**Problem to work on**
Please reproduce verbatim the lines below, from the first through the one with "predicate. Scores are".

----

//! Vector index adapter.
//!
//! Embeddings live outside the relational schema, keyed by chunk id, each
//! carrying a metadata envelope with the document's permission snapshot.
//! The index is SQLite-persisted; filters are evaluated exactly inside the
//! adapter, so queries never return rows outside the predicate. Scores are
//! cosine similarity mapped to [0, 1].

mod filter;

pub use filter::MetadataFilter;

use rusqlite::{params, Connection};
use serde::{Deserialize, Serialize};
use tracing::debug;
use uuid::Uuid;

use crate::access::Visibility;
use crate::error::{Error, Result};
use crate::resources::Pool;

/// Required metadata carried by every embedding: the permission snapshot
/// of its chunk at tag time. Kept in sync by re-tags on permission change.
#[derive(Debug, Clone, PartialEq, Serialize, Deserialize)]
pub struct EmbeddingEnvelope {
    pub document_id: String,
    pub owner_id: String,
    pub visibility: Visibility,
    /// Users granted read or better.
    #[serde(default)]
    pub read_users: Vec<String>,
    /// Teams granted read or better.
    #[serde(default)]
    pub read_teams: Vec<String>,
    /// Organizations granted read or better.
    #[serde(default)]
    pub read_orgs: Vec<String>,
}

/// One query hit.
#[derive(Debug, Clone, Serialize, Deserialize)]
pub struct ScoredChunk {
    pub chunk_id: Uuid,
    /// Similarity in [0, 1].
    pub score: f64,
    pub envelope: EmbeddingEnvelope,
}

/// SQLite-persisted vector index with exact metadata filtering.
pub struct VectorIndex {
    pool: Pool<Connection>,
}

impl VectorIndex {
    pub fn new(pool: Pool<Connection>) -> Self {
        Self { pool }
    }

    /// Create the backing table. Idempotent.
    pub async fn initialize(&self) -> Result<()> {
        let conn = self.pool.acquire().await?;
        conn.execute_batch(
            "CREATE TABLE IF NOT EXISTS embeddings (
                chunk_id TEXT PRIMARY KEY,
                document_id TEXT NOT NULL,
                vector BLOB NOT NULL,
                dims INTEGER NOT NULL,
                metadata TEXT NOT NULL,
                created_at TEXT NOT NULL DEFAULT (datetime('now'))
            );
            CREATE INDEX IF NOT EXISTS idx_embeddings_document
                ON embeddings(document_id);",
        )?;
        Ok(())
    }

    /// Insert or replace one embedding with its metadata envelope.
    pub async fn upsert(
        &self,
        chunk_id: Uuid,
        embedding: &[f32],
        envelope: &EmbeddingEnvelope,
    ) -> Result<()> {
        if embedding.is_empty() {
            return Err(Error::validation("embedding", "must not be empty"));
        }
        let conn = self.pool.acquire().await?;
        let metadata = serde_json::to_string(envelope)?;
        conn.execute(
            "INSERT INTO embeddings (chunk_id, document_id, vector, dims, metadata)
             VALUES (?1, ?2, ?3, ?4, ?5)
             ON CONFLICT(chunk_id) DO UPDATE SET
                 document_id = excluded.document_id,
                 vector = excluded.vector,
                 dims = excluded.dims,
                 metadata = excluded.metadata",
            params![
                chunk_id.to_string(),
                envelope.document_id,
                vector_to_blob(embedding),
                embedding.len() as i64,
                metadata,
            ],
        )?;
        Ok(())
    }

    /// Batched ordered upsert for one document, inside a transaction.
    pub async fn upsert_batch(
        &self,
        entries: &[(Uuid, Vec<f32>)],
        envelope: &EmbeddingEnvelope,
    ) -> Result<()> {
        let mut conn = self.pool.acquire().await?;
        let metadata = serde_json::to_string(envelope)?;
        let tx = conn.transaction()?;
        for (chunk_id, embedding) in entries {
            if embedding.is_empty() {
                return Err(Error::validation("embedding", "must not be empty"));
            }
            tx.execute(
                "INSERT INTO embeddings (chunk_id, document_id, vector, dims, metadata)
                 VALUES (?1, ?2, ?3, ?4, ?5)
                 ON CONFLICT(chunk_id) DO UPDATE SET
                     document_id = excluded.document_id,
                     vector = excluded.vector,
                     dims = excluded.dims,
                     metadata = excluded.metadata",
                params![
                    chunk_id.to_string(),
                    envelope.document_id,
                    vector_to_blob(embedding),
                    embedding.len() as i64,
                    metadata,
                ],
            )?;
        }
        tx.commit()?;
        Ok(())
    }

    /// Top-k similarity query under a metadata predicate.
    ///
    /// Returns at most `k` chunks whose envelope satisfies `filter` and
    /// whose score clears `floor`, best first.
    pub async fn query(
        &self,
        embedding: &[f32],
        k: usize,
        filter: &MetadataFilter,
        floor: f64,
    ) -> Result<Vec<ScoredChunk>> {
        let conn = self.pool.acquire().await?;

        let mut stmt =
            conn.prepare("SELECT chunk_id, vector, dims, metadata FROM embeddings")?;
        let rows = stmt.query_map([], |row| {
            Ok((
                row.get::<_, String>(0)?,
                row.get::<_, Vec<u8>>(1)?,
                row.get::<_, i64>(2)?,
                row.get::<_, String>(3)?,
            ))
        })?;

        let mut hits = Vec::new();
        for row in rows {
            let (chunk_id, blob, dims, metadata_json) = row?;
            let metadata: serde_json::Value = serde_json::from_str(&metadata_json)?;
            if !filter.matches(&metadata) {
                continue;
            }
            if dims as usize != embedding.len() {
                continue;
            }
            let vector = blob_to_vector(&blob);
            let score = similarity(embedding, &vector);
            if score < floor {
                continue;
            }
            let envelope: EmbeddingEnvelope = serde_json::from_value(metadata)?;
            let chunk_id = Uuid::parse_str(&chunk_id)
                .map_err(|e| Error::VectorIndex(format!("bad chunk id: {}", e)))?;
            hits.push(ScoredChunk {
                chunk_id,
                score,
                envelope,
            });
        }

        hits.sort_by(|a, b| {
            b.score
                .partial_cmp(&a.score)
                .unwrap_or(std::cmp::Ordering::Equal)
                .then_with(|| a.chunk_id.cmp(&b.chunk_id))
        });
        hits.truncate(k);
        debug!(k, hits = hits.len(), "vector query complete");
        Ok(hits)
    }

    /// Replace the metadata envelope of one chunk without touching its
    /// vector.
    pub async fn tag_update(&self, chunk_id: Uuid, envelope: &EmbeddingEnvelope) -> Result<()> {
        let conn = self.pool.acquire().await?;
        let updated = conn.execute(
            "UPDATE embeddings SET metadata = ?2 WHERE chunk_id = ?1",
            params![chunk_id.to_string(), serde_json::to_string(envelope)?],
        )?;
        if updated == 0 {
            return Err(Error::not_found("embedding", chunk_id.to_string()));
        }
        Ok(())
    }

    /// Re-tag every vector of a document. Returns the number updated.
    pub async fn tag_document(
        &self,
        document_id: Uuid,
        envelope: &EmbeddingEnvelope,
    ) -> Result<usize> {
        let conn = self.pool.acquire().await?;
        let updated = conn.execute(
            "UPDATE embeddings SET metadata = ?2 WHERE document_id = ?1",
            params![document_id.to_string(), serde_json::to_string(envelope)?],
        )?;
        Ok(updated)
    }

    /// Delete one chunk's embedding.
    pub async fn delete_chunk(&self, chunk_id: Uuid) -> Result<bool> {
        let conn = self.pool.acquire().await?;
        let deleted = conn.execute(
            "DELETE FROM embeddings WHERE chunk_id = ?1",
            params![chunk_id.to_string()],
        )?;
        Ok(deleted > 0)
    }

    /// Delete all embeddings of a document. Returns the number removed.
    pub async fn delete_document(&self, document_id: Uuid) -> Result<usize> {
        let conn = self.pool.acquire().await?;
        let deleted = conn.execute(
            "DELETE FROM embeddings WHERE document_id = ?1",
            params![document_id.to_string()],
        )?;
        Ok(deleted)
    }

    /// Number of stored embeddings.
    pub async fn len(&self) -> Result<usize> {
        let conn = self.pool.acquire().await?;
        let count: i64 = conn.query_row("SELECT COUNT(*) FROM embeddings", [], |row| row.get(0))?;
        Ok(count as usize)
    }

    pub async fn is_empty(&self) -> Result<bool> {
        Ok(self.len().await? == 0)
    }
}

fn vector_to_blob(vector: &[f32]) -> Vec<u8> {
    vector.iter().flat_map(|f| f.to_le_bytes()).collect()
}

fn blob_to_vector(blob: &[u8]) -> Vec<f32> {
    blob.chunks_exact(4)
        .map(|b| f32::from_le_bytes([b[0], b[1], b[2], b[3]]))
        .collect()
}

/// Cosine similarity mapped from [-1, 1] to [0, 1].
fn similarity(a: &[f32], b: &[f32]) -> f64 {
    let mut dot = 0f64;
    let mut norm_a = 0f64;
    let mut norm_b = 0f64;
    for (x, y) in a.iter().zip(b.iter()) {
        dot += f64::from(*x) * f64::from(*y);
        norm_a += f64::from(*x) * f64::from(*x);
        norm_b += f64::from(*y) * f64::from(*y);
    }
    if norm_a == 0.0 || norm_b == 0.0 {
        return 0.0;
    }
    let cosine = dot / (norm_a.sqrt() * norm_b.sqrt());
    (cosine + 1.0) / 2.0
}

#[cfg(test)]
mod tests {
    use super::*;
    use crate::testutil::memory_pool;

    fn envelope(owner: &str, visibility: Visibility) -> EmbeddingEnvelope {
        EmbeddingEnvelope {
            document_id: Uuid::new_v4().to_string(),
            owner_id: owner.to_string(),
            visibility,
            read_users: vec![],
            read_teams: vec![],
            read_orgs: vec![],
        }
    }

    #[tokio::test]
    async fn test_upsert_query_round_trip() {
        let index = VectorIndex::new(memory_pool("vec_round_trip"));
        index.initialize().await.unwrap();

        let env = envelope("alice", Visibility::Private);
        let id = Uuid::new_v4();
        index.upsert(id, &[1.0, 0.0, 0.0], &env).await.unwrap();

        let filter = MetadataFilter::eq("owner_id", "alice");
        let hits = index.query(&[1.0, 0.0, 0.0], 5, &filter, 0.4).await.unwrap();
        assert_eq!(hits.len(), 1);
        assert_eq!(hits[0].chunk_id, id);
        assert!(hits[0].score > 0.99);
    }

    #[tokio::test]
    async fn test_query_respects_filter() {
        let index = VectorIndex::new(memory_pool("vec_filter"));
        index.initialize().await.unwrap();

        index
            .upsert(Uuid::new_v4(), &[1.0, 0.0], &envelope("alice", Visibility::Private))
            .await
            .unwrap();
        index
            .upsert(Uuid::new_v4(), &[1.0, 0.0], &envelope("bob", Visibility::Private))
            .await
            .unwrap();

        let filter = MetadataFilter::eq("owner_id", "bob");
        let hits = index.query(&[1.0, 0.0], 10, &filter, 0.0).await.unwrap();
        assert_eq!(hits.len(), 1);
        assert_eq!(hits[0].envelope.owner_id, "bob");
    }

    #[tokio::test]
    async fn test_relevance_floor() {
        let index = VectorIndex::new(memory_pool("vec_floor"));
        index.initialize().await.unwrap();

        let env = envelope("alice", Visibility::Private);
        index.upsert(Uuid::new_v4(), &[1.0, 0.0], &env).await.unwrap();
        // Orthogonal vector maps to score 0.5.
        let hits = index
            .query(&[0.0, 1.0], 5, &MetadataFilter::all(vec![]), 0.6)
            .await
            .unwrap();
        assert!(hits.is_empty());
    }

    #[tokio::test]
    async fn test_tag_document_rewrites_envelope() {
        let index = VectorIndex::new(memory_pool("vec_tag"));
        index.initialize().await.unwrap();

        let mut env = envelope("alice", Visibility::Private);
        let doc_id = Uuid::parse_str(&env.document_id).unwrap();
        index.upsert(Uuid::new_v4(), &[1.0], &env).await.unwrap();
        index.upsert(Uuid::new_v4(), &[0.5], &env).await.unwrap();

        env.visibility = Visibility::Public;
        let updated = index.tag_document(doc_id, &env).await.unwrap();
        assert_eq!(updated, 2);

        let hits = index
            .query(&[1.0], 10, &MetadataFilter::eq("visibility", "public"), 0.0)
            .await
            .unwrap();
        assert_eq!(hits.len(), 2);
    }

    #[tokio::test]
    async fn test_delete_document() {
        let index = VectorIndex::new(memory_pool("vec_delete"));
        index.initialize().await.unwrap();

        let env = envelope("alice", Visibility::Private);
        let doc_id = Uuid::parse_str(&env.document_id).unwrap();
        index.upsert(Uuid::new_v4(), &[1.0], &env).await.unwrap();
        assert_eq!(index.len().await.unwrap(), 1);

        assert_eq!(index.delete_document(doc_id).await.unwrap(), 1);
        assert!(index.is_empty().await.unwrap());
    }

    #[test]
    fn test_similarity_bounds() {
        assert!((similarity(&[1.0, 0.0], &[1.0, 0.0]) - 1.0).abs() < 1e-9);
        assert!((similarity(&[1.0, 0.0], &[-1.0, 0.0])).abs() < 1e-9);
        assert!((similarity(&[1.0, 0.0], &[0.0, 1.0]) - 0.5).abs() < 1e-9);
        assert_eq!(similarity(&[0.0], &[1.0]), 0.0);
    }

    #[test]
    fn test_blob_round_trip() {
        let v = vec![0.25f32, -1.5, 3.0];
        assert_eq!(blob_to_vector(&vector_to_blob(&v)), v);
    }
}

----

**Result for this exercise**
//! Vector index adapter.
//!
//! Embeddings live outside the relational schema, keyed by chunk id, each
//! carrying a metadata envelope with the document's permission snapshot.
//! The index is SQLite-persisted; filters are evaluated exactly inside the
//! adapter, so queries never return rows outside the predicate. Scores are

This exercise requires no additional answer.